Uit de hoogte?

Zoals altijd wanneer ik met de tram reis, zet ik mijn rolstoel in de hoogste stand om vier strippen af te stempelen. Een vrouw met buggy en twee lopende jongetjes stappen in. De jongetjes kijken bewonderend naar de rolstoel, die zich ver boven hen verheft. Ik kan nét niet bij de stempelautomaat, want de buggy staat ervoor. Dat is helemaal geen ramp – zo kan ik even contact maken met de jongetjes. ‘Wil jij mij helpen met afstempelen?’ vraag ik de jongste. Hoewel hij zich even geen raad lijkt te weten met de situatie, steekt hij toch zijn kleine hand uit om de kaart aan te pakken. 

‘Kijk, hier moet ‘ie,’ zeg ik hem en hij gaat op zijn tenen staan, steekt de strippenkaart in de stempelautomaat en probeert af te stempelen. Maar de automaat pakt hem niet. Zijn grote broer, amper een kop groter, schiet hem al te hulp, maar hun moeder, die het tafereel vertederd aanschouwt, zegt: ‘Laat hem maar even’. En dan piept het apparaat; de stempel staat erop. ‘Dank je wel,’ zeg ik en ik glimlach naar zijn trotse moeder.    

Een in hoogte verstelbare rolstoel is een dagelijkse levensbehoefte. Toen ik ermee voor de klas stond, had ik overzicht over de leerlingen. Aan de bar hangen in een lage rolstoel is ontzettend suf en als ik met Melle door een winkel of museum loop, kunnen we tenminste arm in arm lopen als ieder ander verliefd stel. Ik gebruik de hoog/laagfunctie dus ontzettend veel; geen dag zou ik zonder kunnen.

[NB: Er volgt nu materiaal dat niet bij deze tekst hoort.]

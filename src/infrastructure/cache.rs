use lru::LruCache;
use std::num::NonZeroUsize;

pub struct Cache<K, V> {
    inner: LruCache<K, V>,
}

impl<K: std::hash::Hash + Eq, V> Cache<K, V> {
    /// Returns `None` for a zero capacity
    pub fn new(capacity: usize) -> Option<Self> {
        NonZeroUsize::new(capacity).map(|capacity| Cache {
            inner: LruCache::new(capacity),
        })
    }

    pub fn get(&mut self, key: &K) -> Option<&V> {
        self.inner.get(key)
    }

    pub fn insert(&mut self, key: K, value: V) {
        self.inner.put(key, value);
    }

    pub fn remove(&mut self, key: &K) -> Option<V> {
        self.inner.pop(key)
    }

    pub fn len(&self) -> usize {
        self.inner.len()
    }

    pub fn is_empty(&self) -> bool {
        self.inner.is_empty()
    }
}
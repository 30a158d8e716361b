// Marketplace social graph - follow relationships, reviews and profile views

// HTTP surface and shared state
pub mod api;
pub mod app_state;
pub mod config;

// Storage, caching, auth and viewer infrastructure
pub mod infrastructure;

// Document models and business services
pub mod models;
pub mod services;

// Common utilities
pub mod error;
pub mod data_seeder;

// Re-exports for convenience
pub use error::{AppError, AppResult};
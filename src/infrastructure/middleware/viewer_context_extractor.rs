// ViewerContext Extractor - hands the middleware's ViewerContext to handlers

use crate::infrastructure::viewer::ViewerContext;
use axum::{
    extract::FromRequestParts,
    http::{request::Parts, StatusCode},
};
use std::sync::Arc;

/// Cheap-to-clone handle on the request's ViewerContext.
///
/// ```ignore
/// async fn handler(vc: Vc) -> impl IntoResponse {
///     let viewer = vc.require_user()?;
///     // ...
/// }
/// ```
#[derive(Debug, Clone)]
pub struct Vc(Arc<ViewerContext>);

impl Vc {
    pub fn new(vc: Arc<ViewerContext>) -> Self {
        Self(vc)
    }

    pub fn arc(self) -> Arc<ViewerContext> {
        self.0
    }
}

impl std::ops::Deref for Vc {
    type Target = ViewerContext;

    fn deref(&self) -> &Self::Target {
        &self.0
    }
}

impl AsRef<ViewerContext> for Vc {
    fn as_ref(&self) -> &ViewerContext {
        &self.0
    }
}

// Fails with 500 if the viewer middleware was not installed on the route
impl<S> FromRequestParts<S> for Vc
where
    S: Send + Sync,
{
    type Rejection = StatusCode;

    fn from_request_parts(
        parts: &mut Parts,
        _state: &S,
    ) -> impl std::future::Future<Output = Result<Self, Self::Rejection>> + Send {
        let vc = parts
            .extensions
            .get::<Arc<ViewerContext>>()
            .map(|vc| Vc(vc.clone()))
            .ok_or(StatusCode::INTERNAL_SERVER_ERROR);

        async move { vc }
    }
}

#[cfg(test)]
mod tests {
    use super::*;
    use crate::models::UserId;

    #[test]
    fn test_vc_deref() {
        let viewer = Arc::new(ViewerContext::authenticated(
            UserId::new("alice").unwrap(),
            "token".to_string(),
        ));
        let vc = Vc::new(viewer);

        assert!(vc.is_authenticated());
        assert_eq!(vc.require_user().unwrap().as_str(), "alice");
        assert_eq!(vc.arc().session_token.as_deref(), Some("token"));
    }
}
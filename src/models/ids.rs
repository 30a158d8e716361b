// Strong Types - newtypes for the document ids handed around the services

use serde::{Deserialize, Serialize};
use std::fmt;

fn validate_document_id(raw: &str) -> Result<(), &'static str> {
    if raw.is_empty() {
        return Err("Document id cannot be empty");
    }
    if raw.contains('/') {
        return Err("Document id cannot contain '/'");
    }
    if raw == "." || raw == ".." {
        return Err("Document id cannot be '.' or '..'");
    }
    Ok(())
}

/// Authenticated user id as issued by the auth provider; also the `Users` document id
#[derive(Debug, Clone, PartialEq, Eq, Hash, PartialOrd, Ord, Serialize, Deserialize)]
#[serde(transparent)]
pub struct UserId(String);

impl UserId {
    pub fn new(raw: &str) -> Result<Self, &'static str> {
        validate_document_id(raw)?;
        Ok(Self(raw.to_string()))
    }

    pub fn as_str(&self) -> &str {
        &self.0
    }
}

impl fmt::Display for UserId {
    fn fmt(&self, f: &mut fmt::Formatter<'_>) -> fmt::Result {
        f.write_str(&self.0)
    }
}

impl AsRef<str> for UserId {
    fn as_ref(&self) -> &str {
        &self.0
    }
}

/// `listings` document id
#[derive(Debug, Clone, PartialEq, Eq, Hash, PartialOrd, Ord, Serialize, Deserialize)]
#[serde(transparent)]
pub struct ListingId(String);

impl ListingId {
    pub fn new(raw: &str) -> Result<Self, &'static str> {
        validate_document_id(raw)?;
        Ok(Self(raw.to_string()))
    }

    pub fn as_str(&self) -> &str {
        &self.0
    }
}

impl fmt::Display for ListingId {
    fn fmt(&self, f: &mut fmt::Formatter<'_>) -> fmt::Result {
        f.write_str(&self.0)
    }
}
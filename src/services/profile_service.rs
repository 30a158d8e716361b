// ProfileService - assembles the profile and listing pages from the document store

use serde::Serialize;
use serde_json::Value;
use std::sync::Arc;

use crate::error::{AppError, AppResult};
use crate::infrastructure::document_store::DocumentStore;
use crate::infrastructure::viewer::ViewerContext;
use crate::models::{paths, Listing, ListingId, Review, User, UserId};
use crate::services::relationship_service::{FollowCounts, RelationshipService};
use crate::services::review_service::{ReviewService, ReviewSummary};

#[derive(Debug, Clone, Serialize)]
pub struct UserProfile {
    pub user: User,
    pub listings: Vec<Listing>,
    pub reviews: Vec<Review>,
    pub review_summary: ReviewSummary,
    pub follow_counts: FollowCounts,
    pub is_following: bool,
    pub is_own_profile: bool,
}

#[derive(Debug, Clone, Serialize)]
pub struct ListingDetail {
    pub listing: Listing,
    /// Absent when the owner's user document is gone
    pub owner: Option<User>,
    pub is_owner: bool,
}

#[derive(Clone)]
pub struct ProfileService {
    store: Arc<dyn DocumentStore>,
    relationships: RelationshipService,
    reviews: ReviewService,
}

impl ProfileService {
    pub fn new(
        store: Arc<dyn DocumentStore>,
        relationships: RelationshipService,
        reviews: ReviewService,
    ) -> Self {
        Self {
            store,
            relationships,
            reviews,
        }
    }

    pub async fn user_profile(&self, viewer: &ViewerContext, user_id: &UserId) -> AppResult<UserProfile> {
        let user = self
            .load_user(user_id)
            .await?
            .ok_or_else(|| AppError::NotFound(format!("No user data found for {}", user_id)))?;

        let (listings, reviews, is_following) = futures::try_join!(
            self.listings_by_username(&user.username),
            self.reviews.reviews_for(user_id),
            self.relationships
                .is_following(viewer.user_id.as_ref(), user_id),
        )?;

        let review_summary = ReviewSummary::from_reviews(&reviews);
        let follow_counts = FollowCounts {
            followers: u64::try_from(user.follow_count).unwrap_or(0),
            following: u64::try_from(user.following_count).unwrap_or(0),
        };

        Ok(UserProfile {
            is_own_profile: viewer.is_viewing_self(user_id),
            user,
            listings,
            reviews,
            review_summary,
            follow_counts,
            is_following,
        })
    }

    pub async fn listing_detail(&self, viewer: &ViewerContext, listing_id: &ListingId) -> AppResult<ListingDetail> {
        let doc = self
            .store
            .get(&paths::listing(listing_id))
            .await?
            .ok_or_else(|| AppError::NotFound(format!("There is no listing {}", listing_id)))?;
        let mut listing: Listing = doc.decode()?;
        listing.id = doc.id().to_string();

        let owner = match UserId::new(&listing.user_id) {
            Ok(owner_id) => self.load_user(&owner_id).await?,
            Err(_) => None,
        };
        let is_owner = viewer
            .user_id
            .as_ref()
            .is_some_and(|viewer| viewer.as_str() == listing.user_id);

        Ok(ListingDetail {
            listing,
            owner,
            is_owner,
        })
    }

    /// Listings are linked to their owner by username
    pub async fn listings_by_username(&self, username: &str) -> AppResult<Vec<Listing>> {
        if username.is_empty() {
            return Ok(Vec::new());
        }
        let docs = self
            .store
            .query_eq(&paths::listings(), "username", &Value::from(username))
            .await?;

        docs.into_iter()
            .map(|doc| {
                let mut listing: Listing = doc.decode()?;
                listing.id = doc.id().to_string();
                Ok(listing)
            })
            .collect()
    }

    async fn load_user(&self, user_id: &UserId) -> AppResult<Option<User>> {
        match self.store.get(&paths::user(user_id)).await? {
            Some(doc) => {
                let mut user: User = doc.decode()?;
                user.id = doc.id().to_string();
                Ok(Some(user))
            }
            None => Ok(None),
        }
    }
}

#[cfg(test)]
mod tests {
    use super::*;
    use crate::infrastructure::document_store::{to_document_data, DocumentPath};
    use crate::infrastructure::memory_store::MemoryStore;
    use serde_json::json;

    async fn seeded() -> (ProfileService, RelationshipService) {
        let store: Arc<dyn DocumentStore> = Arc::new(MemoryStore::new());
        let fixtures = [
            ("Users/alice", json!({"username": "alice"})),
            ("Users/bob", json!({"username": "bob", "profilePic": "bob.png"})),
            ("listings/l1", json!({"title": "Desk", "price": 40, "userID": "bob", "username": "bob"})),
            ("listings/l2", json!({"title": "Lamp", "price": 12.5, "userID": "alice", "username": "alice"})),
            ("Reviews/r1", json!({"reviewerID": "alice", "listerID": "bob", "score": 3})),
            ("Reviews/r2", json!({"reviewerID": "carol", "listerID": "bob", "score": 5})),
        ];
        for (path, body) in fixtures {
            store
                .set(&DocumentPath::parse(path).unwrap(), to_document_data(&body).unwrap())
                .await
                .unwrap();
        }
        let relationships = RelationshipService::new(store.clone());
        let reviews = ReviewService::new(store.clone());
        (
            ProfileService::new(store, relationships.clone(), reviews),
            relationships,
        )
    }

    fn uid(name: &str) -> UserId {
        UserId::new(name).unwrap()
    }

    #[tokio::test]
    async fn test_profile_as_seen_by_follower() {
        let (profiles, relationships) = seeded().await;
        relationships.follow(&uid("alice"), &uid("bob")).await.unwrap();

        let viewer = ViewerContext::authenticated(uid("alice"), "t".into());
        let profile = profiles.user_profile(&viewer, &uid("bob")).await.unwrap();

        assert_eq!(profile.user.id, "bob");
        assert_eq!(profile.listings.len(), 1);
        assert_eq!(profile.listings[0].id, "l1");
        assert_eq!(profile.review_summary.count, 2);
        assert_eq!(profile.review_summary.average_score, 4.0);
        assert_eq!(profile.follow_counts.followers, 1);
        assert!(profile.is_following);
        assert!(!profile.is_own_profile);
    }

    #[tokio::test]
    async fn test_anonymous_profile_and_missing_user() {
        let (profiles, _) = seeded().await;
        let anonymous = ViewerContext::anonymous();

        let profile = profiles.user_profile(&anonymous, &uid("alice")).await.unwrap();
        assert!(!profile.is_following);
        assert!(profile.reviews.is_empty());
        assert_eq!(profile.review_summary.average_score, 0.0);

        let err = profiles.user_profile(&anonymous, &uid("ghost")).await.unwrap_err();
        assert!(matches!(err, AppError::NotFound(_)));
    }

    #[tokio::test]
    async fn test_listing_detail_includes_owner() {
        let (profiles, _) = seeded().await;
        let viewer = ViewerContext::authenticated(uid("bob"), "t".into());

        let detail = profiles
            .listing_detail(&viewer, &ListingId::new("l1").unwrap())
            .await
            .unwrap();
        assert_eq!(detail.listing.title, "Desk");
        assert_eq!(detail.owner.unwrap().profile_pic.as_deref(), Some("bob.png"));
        assert!(detail.is_owner);

        let missing = profiles
            .listing_detail(&viewer, &ListingId::new("nope").unwrap())
            .await;
        assert!(matches!(missing, Err(AppError::NotFound(_))));
    }
}
// Request-scoped viewer resolution for the HTTP surface

pub mod viewer_context_extractor;
pub mod viewer_context_middleware;

pub use viewer_context_extractor::Vc;
pub use viewer_context_middleware::*;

Toch kijken de meeste mensen er behoorlijk raar van op. Er zijn dagen dat wel twintig mensen gesprekken met mij aangaan. ‘Wat een mooie rolstoel is dat,’ zeggen ze dan, en vervolgens gaan ze een gesprek aan van gemiddeld drie minuten over hoe handig dat moet zijn, zo’n rolstoel, en dat je nooit meer zo omhoog hoeft te kijken als je met mensen praat.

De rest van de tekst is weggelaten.